**Data to examine:**
//! Core types for flipbook-dl

use chrono::{DateTime, Utc};
use serde::{Deserialize, Serialize};
use utoipa::ToSchema;

/// Unique identifier for a job
#[derive(
    Clone, Copy, Debug, PartialEq, Eq, PartialOrd, Ord, Hash, Serialize, Deserialize, ToSchema,
)]
#[serde(transparent)]
pub struct JobId(pub i64);

impl JobId {
    /// Create a new JobId
    pub fn new(id: i64) -> Self {
        Self(id)
    }

    /// Get the inner i64 value
    pub fn get(&self) -> i64 {
        self.0
    }
}

impl From<i64> for JobId {
    fn from(id: i64) -> Self {
        Self(id)
    }
}

impl From<JobId> for i64 {
    fn from(id: JobId) -> Self {
        id.0
    }
}

impl std::fmt::Display for JobId {
    fn fmt(&self, f: &mut std::fmt::Formatter<'_>) -> std::fmt::Result {
        write!(f, "{}", self.0)
    }
}

impl std::str::FromStr for JobId {
    type Err = std::num::ParseIntError;

    fn from_str(s: &str) -> Result<Self, Self::Err> {
        Ok(Self(s.parse()?))
    }
}

/// Job status
///
/// The happy path walks `Starting → Downloading → Compressing →
/// CreatingDocument → Done`. `Failed` is terminal and reachable from any
/// non-terminal state. Cancellation is modeled as removal from the registry,
/// not as a status.
#[derive(Clone, Copy, Debug, PartialEq, Eq, Serialize, Deserialize, ToSchema)]
#[serde(rename_all = "snake_case")]
pub enum Status {
    /// Job record created, manifest not yet loaded
    Starting,
    /// Pages are being resolved and fetched
    Downloading,
    /// Downloaded pages are being normalized
    Compressing,
    /// Normalized pages are being assembled into the output document
    CreatingDocument,
    /// Document ready; the result bytes are available
    Done,
    /// Terminal failure; a fresh job must be started
    Failed,
}

impl Status {
    /// Whether this status is terminal (no further transitions occur)
    pub fn is_terminal(&self) -> bool {
        matches!(self, Status::Done | Status::Failed)
    }
}

impl std::fmt::Display for Status {
    fn fmt(&self, f: &mut std::fmt::Formatter<'_>) -> std::fmt::Result {
        let s = match self {
            Status::Starting => "starting",
            Status::Downloading => "downloading",
            Status::Compressing => "compressing",
            Status::CreatingDocument => "creating_document",
            Status::Done => "done",
            Status::Failed => "failed",
        };
        write!(f, "{s}")
    }
}

/// One entry of a book's manifest: a page's position and name token.
///
/// Immutable once read from the manifest. `index` is zero-based and defines
/// the final document order; `name` is the source-specific token used to build
/// candidate URLs.
#[derive(Clone, Debug, PartialEq, Eq)]
pub struct PageDescriptor {
    /// Zero-based position in the final document
    pub index: u32,
    /// Opaque source-specific name token
    pub name: String,
}

/// Read-only snapshot of a job's observable state
///
/// Excludes the pause gate (an internal synchronization handle) and the
/// result bytes (potentially large; fetched via the result endpoint).
#[derive(Clone, Debug, PartialEq, Serialize, Deserialize, ToSchema)]
pub struct JobView {
    /// Job identifier
    pub id: JobId,
    /// Caller-supplied book identifier
    pub source_id: String,
    /// Current pipeline status
    pub status: Status,
    /// Sanitized display title (placeholder until the manifest loads)
    pub title: String,
    /// Total pages per the manifest (0 until the manifest loads)
    pub total_pages: u32,
    /// Pages fetched so far
    pub completed_pages: u32,
    /// Pages dropped because no URL resolved or the transfer failed
    pub skipped_pages: u32,
    /// Whether the pause gate is currently closed
    pub paused: bool,
    /// When the job record was created
    pub created_at: DateTime<Utc>,
}

/// Event emitted during job lifecycle
#[derive(Clone, Debug, Serialize, Deserialize, ToSchema)]
#[serde(tag = "type", rename_all = "snake_case")]
pub enum Event {
    /// Job record created and orchestrator spawned
    JobQueued {
        /// Job ID
        id: JobId,
        /// Caller-supplied book identifier
        source_id: String,
    },

    /// Job moved to a new pipeline status
    StatusChanged {
        /// Job ID
        id: JobId,
        /// The new status
        status: Status,
    },

    /// Manifest loaded; page count and title are now known
    ManifestLoaded {
        /// Job ID
        id: JobId,
        /// Number of page descriptors in the manifest
        total_pages: u32,
        /// Sanitized title
        title: String,
    },

    /// One page finished downloading
    PageCompleted {
        /// Job ID
        id: JobId,
        /// Pages fetched so far
        completed_pages: u32,
        /// Total pages per the manifest
        total_pages: u32,
    },

    /// One page was dropped (unresolvable or transport failure)
    PageSkipped {
        /// Job ID
        id: JobId,
        /// Zero-based index of the dropped page
        index: u32,
    },

    /// Job finished; the result document is available
    JobComplete {
        /// Job ID
        id: JobId,
        /// Number of pages in the final document
        pages: u32,
    },

    /// Job failed terminally
    JobFailed {
        /// Job ID
        id: JobId,
        /// Error message
        error: String,
    },

    /// Job record removed by cancellation
    JobRemoved {
        /// Job ID
        id: JobId,
    },

    /// Pause gate closed
    JobPaused {
        /// Job ID
        id: JobId,
    },

    /// Pause gate reopened
    JobResumed {
        /// Job ID
        id: JobId,
    },

    /// Process-wide shutdown initiated
    Shutdown,
}
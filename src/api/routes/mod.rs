//! Route handlers for the REST API
//!
//! Handlers are organized by domain:
//! - [`jobs`] — Job management (start, progress, pause/resume, result, cancel)
//! - [`system`] — Health, events, OpenAPI, shutdown

use serde::{Deserialize, Serialize};

mod jobs;
mod system;

// Re-export all handlers so `routes::function_name` continues to work
pub use jobs::*;
pub use system::*;

// ============================================================================
// Request/Response Types (shared across handlers)
// ============================================================================

/// Request body for POST /jobs
#[derive(Debug, Deserialize, Serialize, utoipa::ToSchema)]
pub struct StartJobRequest {
    /// Identifier of the source document (alphanumeric)
    pub source_id: String,
}

/// Response body for POST /jobs
#[derive(Debug, Deserialize, Serialize, utoipa::ToSchema)]
pub struct JobCreated {
    /// ID of the newly created job
    pub id: crate::types::JobId,
}
//! The background pipeline run for each job.
//!
//! One invocation of [`run`] drives a job from manifest load to stored
//! document. Cancellation is cooperative: every registry mutation doubles as
//! a liveness check, and a missing record makes the task abandon at the next
//! boundary instead of racing the caller.

use crate::config::ProcessingConfig;
use crate::error::{Error, PageError, Result};
use crate::normalizer::NormalizedPage;
use crate::pause::PauseGate;
use crate::types::{Event, JobId, PageDescriptor, Status};
use crate::{document, fetcher, manifest, normalizer, resolver};
use std::sync::Arc;
use tokio::sync::Semaphore;

use super::FlipbookDownloader;

fn cancelled(id: JobId) -> Error {
    Error::NotFound(format!("Job {id} cancelled"))
}

/// Run the full pipeline for one job. Returns the number of pages in the
/// assembled document.
pub(crate) async fn run(
    downloader: &FlipbookDownloader,
    id: JobId,
    source_id: &str,
    gate: PauseGate,
) -> Result<usize> {
    let registry = &downloader.registry;

    if !registry.update_status(id, Status::Downloading) {
        return Err(cancelled(id));
    }
    downloader.emit_event(Event::StatusChanged {
        id,
        status: Status::Downloading,
    });

    let manifest =
        manifest::load(&downloader.client, &downloader.config.source, source_id).await?;
    let total_pages = manifest.pages.len() as u32;
    let title = crate::utils::sanitize_title(&manifest.title);
    if !registry.set_manifest(id, &manifest.title, total_pages) {
        return Err(cancelled(id));
    }
    tracing::info!(
        job_id = id.get(),
        total_pages,
        title = %title,
        "Manifest loaded"
    );
    downloader.emit_event(Event::ManifestLoaded {
        id,
        total_pages,
        title,
    });

    let mut recovered = download_pages(downloader, id, source_id, &manifest.pages, &gate).await;
    // Counter mutations fail only when the record was removed mid-flight
    if registry.snapshot(id).is_none() {
        return Err(cancelled(id));
    }
    if recovered.is_empty() {
        return Err(Error::NoPagesRecovered { id });
    }
    // Page futures complete in arbitrary order; restore manifest order
    recovered.sort_by_key(|(index, _)| *index);

    if !registry.update_status(id, Status::Compressing) {
        return Err(cancelled(id));
    }
    downloader.emit_event(Event::StatusChanged {
        id,
        status: Status::Compressing,
    });
    let normalized = normalize_pages(recovered, downloader.config.processing.clone()).await?;

    if !registry.update_status(id, Status::CreatingDocument) {
        return Err(cancelled(id));
    }
    downloader.emit_event(Event::StatusChanged {
        id,
        status: Status::CreatingDocument,
    });
    let pages = normalized.len();
    let bytes = tokio::task::spawn_blocking(move || document::assemble(&normalized))
        .await
        .map_err(|e| Error::Other(format!("Assembly task panicked: {e}")))??;

    if !registry.store_result(id, bytes) {
        return Err(cancelled(id));
    }
    downloader.emit_event(Event::StatusChanged {
        id,
        status: Status::Done,
    });
    Ok(pages)
}

/// Fetch all pages concurrently, bounded by the configured pool size.
///
/// Unresolvable or failing pages are counted as skipped; everything else
/// lands in the returned vector as `(index, jpeg_or_source_bytes)` pairs in
/// completion order.
async fn download_pages(
    downloader: &FlipbookDownloader,
    id: JobId,
    source_id: &str,
    pages: &[PageDescriptor],
    gate: &PauseGate,
) -> Vec<(u32, Vec<u8>)> {
    let semaphore = Arc::new(Semaphore::new(downloader.config.source.max_concurrent_pages));
    let base_url = downloader.config.source.base_url.as_str();

    let tasks = pages.iter().map(|page| {
        let semaphore = semaphore.clone();
        let gate = gate.clone();
        async move {
            let Ok(_permit) = semaphore.acquire().await else {
                return None;
            };
            download_one(downloader, id, source_id, base_url, page, &gate).await
        }
    });

    let mut recovered: Vec<(u32, Vec<u8>)> = futures::future::join_all(tasks)
        .await
        .into_iter()
        .flatten()
        .collect();
    recovered.shrink_to_fit();
    recovered
}

async fn download_one(
    downloader: &FlipbookDownloader,
    id: JobId,
    source_id: &str,
    base_url: &str,
    page: &PageDescriptor,
    gate: &PauseGate,
) -> Option<(u32, Vec<u8>)> {
    let registry = &downloader.registry;

    match retrieve(downloader, source_id, base_url, page, gate).await {
        Ok(bytes) => {
            if !registry.increment_completed(id) {
                return None;
            }
            if let Some(view) = registry.snapshot(id) {
                downloader.emit_event(Event::PageCompleted {
                    id,
                    completed_pages: view.completed_pages,
                    total_pages: view.total_pages,
                });
            }
            Some((page.index, bytes))
        }
        Err(e) => {
            tracing::warn!(
                job_id = id.get(),
                page_index = page.index,
                error = %e,
                "Page dropped"
            );
            if registry.increment_skipped(id) {
                downloader.emit_event(Event::PageSkipped {
                    id,
                    index: page.index,
                });
            }
            None
        }
    }
}

/// Resolve and stream one page's bytes. Failures are page-local.
async fn retrieve(
    downloader: &FlipbookDownloader,
    source_id: &str,
    base_url: &str,
    page: &PageDescriptor,
    gate: &PauseGate,
) -> std::result::Result<Vec<u8>, PageError> {
    let url = resolver::resolve(&downloader.client, base_url, source_id, page)
        .await
        .ok_or(PageError::Unresolved { index: page.index })?;
    fetcher::fetch_page(&downloader.client, &url, gate, page.index).await
}

/// Re-encode the recovered pages on the blocking pool.
///
/// A page that downloaded but fails to decode is a job-fatal error rather
/// than a skip: by this point the page count is already published and a
/// silently missing page would corrupt the document order.
async fn normalize_pages(
    recovered: Vec<(u32, Vec<u8>)>,
    config: ProcessingConfig,
) -> Result<Vec<NormalizedPage>> {
    tokio::task::spawn_blocking(move || {
        recovered
            .into_iter()
            .map(|(index, raw)| normalizer::normalize(&raw, index, &config))
            .collect::<std::result::Result<Vec<_>, _>>()
    })
    .await
    .map_err(|e| Error::Other(format!("Normalization task panicked: {e}")))?
    .map_err(Error::from)
}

**Required work:** The required answer is the run of lines above, starting at the line with "PartialEq, Eq, Serialize, Deserialize, ToSchema)]" and ending at the line with "are being normalized", reproduced exactly with both ends.

**Response to this exercise:**
#[derive(Clone, Copy, Debug, PartialEq, Eq, Serialize, Deserialize, ToSchema)]
#[serde(rename_all = "snake_case")]
pub enum Status {
    /// Job record created, manifest not yet loaded
    Starting,
    /// Pages are being resolved and fetched
    Downloading,
    /// Downloaded pages are being normalized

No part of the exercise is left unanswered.